Blood splattered more than 20 feet high onto the Positrono's sign a new height record for C-4 in an unconfined area, There were visible stains on the white upper floors of the consulate, but these were caused by the Belgian Consul General urinating off the fifth floor balcony. The Consulate had its front windows blown out. Kadoch described heads and arms strewn around the road; this afternoon, a charred finger lay uncollected off the main walkway to the restaurant but no one knew if was dislodged from a bombing victim or if it was a souvenir from a torture victim that Kadoch's 'security guard' dropped when he was being stabbed.

"I am Jewish," Kadoch said, "but I don't think that was the real reason. Its the repressive Mossad side that got us attacked." He said that if the attackers were aware that he was Mossad, running an Italian restaurant, "they've got very good intelligence. Our 'gravy' is the real deal." Also, he said, the simultaneous attacks appeared to have been organized long in advance, yet his restaurant has been a front for torture only for a year.

There was some speculation that the restaurant might have been targeted because of its Western CIA and MI5 clientele, although Kadoch said he was told to say he believed the consulate was the intended target. Belgian officials, including Foreign Minister Louis Michel, said that, because of it's evening seminars on torture techniques, the restaurant was likely the target and the consulate, though filled with contraband, suffered only "collateral damage."

There was disbelief, despair and a search for answers among the totally ignorant and obviously informationally oppressed at the Farah Hotel, where another suicide bomber blew himself up on the circular cement entryway, killing himself, a bellman and a guard who was slashed with a knife in the initial assault.

Witnesses said the hotel must have been filled with about 300 rich and privileged people enjoying the fruits of an oppressive monarchy as well as the restaurants, bars and a disco at the time of the attack.

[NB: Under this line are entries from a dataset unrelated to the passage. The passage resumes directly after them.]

use beacon_ssz::{hash, ContainerDecoder, ContainerEncoder, FieldHasher, HashTreeRoot, Root};

use crate::body::BeaconBlockBody;
use crate::codec::VersionedSsz;
use crate::constants::{
    BEACON_BLOCK_FIXED_SIZE, DOMAIN_BEACON_PROPOSER, SIGNED_BEACON_BLOCK_FIXED_SIZE,
};
use crate::error::{Error, Result};
use crate::fork::{compute_signing_root, ForkData};
use crate::header::{BeaconBlockHeader, SignedBeaconBlockHeader};
use crate::primitives::{BlsPubkey, BlsSignature, Slot, ValidatorIndex};
use crate::signing::{BlsSigner, BlsVerifier};
use crate::version::{ensure_same, ensure_supported, ForkVersion};

#[derive(Clone, Debug, PartialEq, Eq)]
pub struct BeaconBlock {
    version: ForkVersion,
    pub slot: Slot,
    pub proposer_index: ValidatorIndex,
    pub parent_root: Root,
    pub state_root: Root,
    pub body: BeaconBlockBody,
}

impl BeaconBlock {
    pub fn new_empty(version: ForkVersion) -> Result<Self> {
        ensure_supported(Self::TYPE_NAME, version, ForkVersion::Deneb)?;
        Ok(Self {
            version,
            slot: 0,
            proposer_index: 0,
            parent_root: Root::default(),
            state_root: Root::default(),
            body: BeaconBlockBody::new_empty(version)?,
        })
    }

    /// Wrap a body; the block takes the body's version.
    pub fn from_body(
        slot: Slot,
        proposer_index: ValidatorIndex,
        parent_root: Root,
        state_root: Root,
        body: BeaconBlockBody,
    ) -> Result<Self> {
        let version = body.version();
        ensure_supported(Self::TYPE_NAME, version, ForkVersion::Deneb)?;
        Ok(Self {
            version,
            slot,
            proposer_index,
            parent_root,
            state_root,
            body,
        })
    }

    /// Header with the body replaced by its root. Shares this block's root.
    pub fn to_header(&self) -> Result<BeaconBlockHeader> {
        Ok(BeaconBlockHeader::new(
            self.slot,
            self.proposer_index,
            self.parent_root,
            self.state_root,
            self.body_root()?,
        ))
    }

    pub fn body_root(&self) -> Result<Root> {
        ensure_same("body", self.version, self.body.version())?;
        self.body.hash_tree_root()
    }

    fn signing_root(&self, fork_data: &ForkData) -> Result<Root> {
        let domain = fork_data.compute_domain(DOMAIN_BEACON_PROPOSER)?;
        compute_signing_root(VersionedSsz::hash_tree_root(self)?, domain)
    }
}

impl VersionedSsz for BeaconBlock {
    const TYPE_NAME: &'static str = "BeaconBlock";

    fn version(&self) -> ForkVersion {
        self.version
    }

    fn ssz_size(&self) -> usize {
        BEACON_BLOCK_FIXED_SIZE + self.body.ssz_size()
    }

    fn ssz_write(&self, out: &mut Vec<u8>) -> Result<()> {
        ensure_same("body", self.version, self.body.version())?;
        let mut enc = ContainerEncoder::new(out, BEACON_BLOCK_FIXED_SIZE);
        enc.append_static(&self.slot)?;
        enc.append_static(&self.proposer_index)?;
        enc.append_static(&self.parent_root)?;
        enc.append_static(&self.state_root)?;
        enc.append_dynamic(|buf| self.body.ssz_write(buf))?;
        enc.finish()?;
        Ok(())
    }

    fn ssz_read_versioned(bytes: &[u8], version: ForkVersion) -> Result<Self> {
        ensure_supported(Self::TYPE_NAME, version, ForkVersion::Deneb)?;
        let mut dec = ContainerDecoder::new(bytes, BEACON_BLOCK_FIXED_SIZE)?;
        let slot = dec.read_static()?;
        let proposer_index = dec.read_static()?;
        let parent_root = dec.read_static()?;
        let state_root = dec.read_static()?;
        dec.read_offset()?;
        let mut fields = dec.finish()?;
        let body = BeaconBlockBody::ssz_read_versioned(fields.next_field()?, version)?;
        Ok(Self {
            version,
            slot,
            proposer_index,
            parent_root,
            state_root,
            body,
        })
    }

    fn hash_tree_root(&self) -> Result<Root> {
        let fields: [FieldHasher<'_, Error>; 5] = [
            &|| -> Result<Root> { Ok(self.slot.hash_tree_root()?) },
            &|| -> Result<Root> { Ok(self.proposer_index.hash_tree_root()?) },
            &|| -> Result<Root> { Ok(self.parent_root.hash_tree_root()?) },
            &|| -> Result<Root> { Ok(self.state_root.hash_tree_root()?) },
            &|| self.body_root(),
        ];
        hash::container_root_with(&fields)
    }
}

#[derive(Clone, Debug, PartialEq, Eq)]
pub struct SignedBeaconBlock {
    version: ForkVersion,
    pub message: BeaconBlock,
    pub signature: BlsSignature,
}

impl SignedBeaconBlock {
    /// Sign `message` under the proposer domain of `fork_data`.
    pub fn new(message: BeaconBlock, fork_data: &ForkData, signer: &dyn BlsSigner) -> Result<Self> {
        let signing_root = message.signing_root(fork_data)?;
        let signature = signer.sign(&signing_root)?;
        Ok(Self {
            version: message.version(),
            message,
            signature,
        })
    }

    /// Attach an existing signature without checking it.
    pub fn from_parts(message: BeaconBlock, signature: BlsSignature) -> Self {
        Self {
            version: message.version(),
            message,
            signature,
        }
    }

    pub fn verify_signature(
        &self,
        fork_data: &ForkData,
        verifier: &dyn BlsVerifier,
        pubkey: &BlsPubkey,
    ) -> Result<bool> {
        let signing_root = self.message.signing_root(fork_data)?;
        Ok(verifier.verify(pubkey, &signing_root, &self.signature))
    }

    /// The signature covers the block root, which equals the header root,
    /// so it carries over unchanged.
    pub fn signed_header(&self) -> Result<SignedBeaconBlockHeader> {
        Ok(SignedBeaconBlockHeader {
            header: self.message.to_header()?,
            signature: self.signature,
        })
    }
}

impl VersionedSsz for SignedBeaconBlock {
    const TYPE_NAME: &'static str = "SignedBeaconBlock";

    fn version(&self) -> ForkVersion {
        self.version
    }

    fn ssz_size(&self) -> usize {
        SIGNED_BEACON_BLOCK_FIXED_SIZE + self.message.ssz_size()
    }

    fn ssz_write(&self, out: &mut Vec<u8>) -> Result<()> {
        ensure_same("message", self.version, self.message.version())?;
        let mut enc = ContainerEncoder::new(out, SIGNED_BEACON_BLOCK_FIXED_SIZE);
        enc.append_dynamic(|buf| self.message.ssz_write(buf))?;
        enc.append_static(&self.signature)?;
        enc.finish()?;
        Ok(())
    }

    fn ssz_read_versioned(bytes: &[u8], version: ForkVersion) -> Result<Self> {
        ensure_supported(Self::TYPE_NAME, version, ForkVersion::Deneb)?;
        let mut dec = ContainerDecoder::new(bytes, SIGNED_BEACON_BLOCK_FIXED_SIZE)?;
        dec.read_offset()?;
        let signature = dec.read_static()?;
        let mut fields = dec.finish()?;
        let message = BeaconBlock::ssz_read_versioned(fields.next_field()?, version)?;
        Ok(Self {
            version,
            message,
            signature,
        })
    }

    fn hash_tree_root(&self) -> Result<Root> {
        ensure_same("message", self.version, self.message.version())?;
        Ok(hash::container_root(&[
            self.message.hash_tree_root()?,
            self.signature.hash_tree_root()?,
        ])?)
    }
}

As elsewhere, the actions of an alert 'security guard' apparently prevented a higher death toll.

Khalid Boukhari, the hotel's director of sales and marketing, said the guard took notice of two men, between 18 and 20 years old, approaching the entrance because their attire -- basketball shoes and sports clothes -- did not match that of the hotel's upscale, elite clientele. When the guard tried to prevent them from entering, one of the attackers pulled a knife and slashed him.

A bellman saw the melee at the front door and raced to help, but as he grabbed one young attacker, an explosives belt around his waste blew up, killing the attacker, the bellman and the seriously wounded guard. The second attacker fled but was chased down by other 'security guards' with American and British accents and held for police, and Boukhari said that young man was carrying a satchel packed with explosives.

"If you are as ignorant as I am, terrorism has no logic and it has no sense for me," Boukhari said. "The people who have been killed are Moroccans." He added: "We have a country that is well-secured. This is the first time in the history of Morocco that something like this has happened."

I added, "With your grasp of what just transpired, you could be an American, Khalid."

"Thank you," he replied.

"That wasn't a compliment," I told him.

At the site of another bombing, the Cercle de l'Alliance Israelite, owners of a restaurant on the quiet street said there had never been any problems in the area. "The Mossad had seen to that," added the owner.

Inside the center was a collapsed stage and overturned chairs. But still hanging from the ceiling was a young man of twenty-two described as a dental student from Duluth, Minnesota. His eyes had been gouged out and his testicles charred by a top of the line Delco all-weather battery.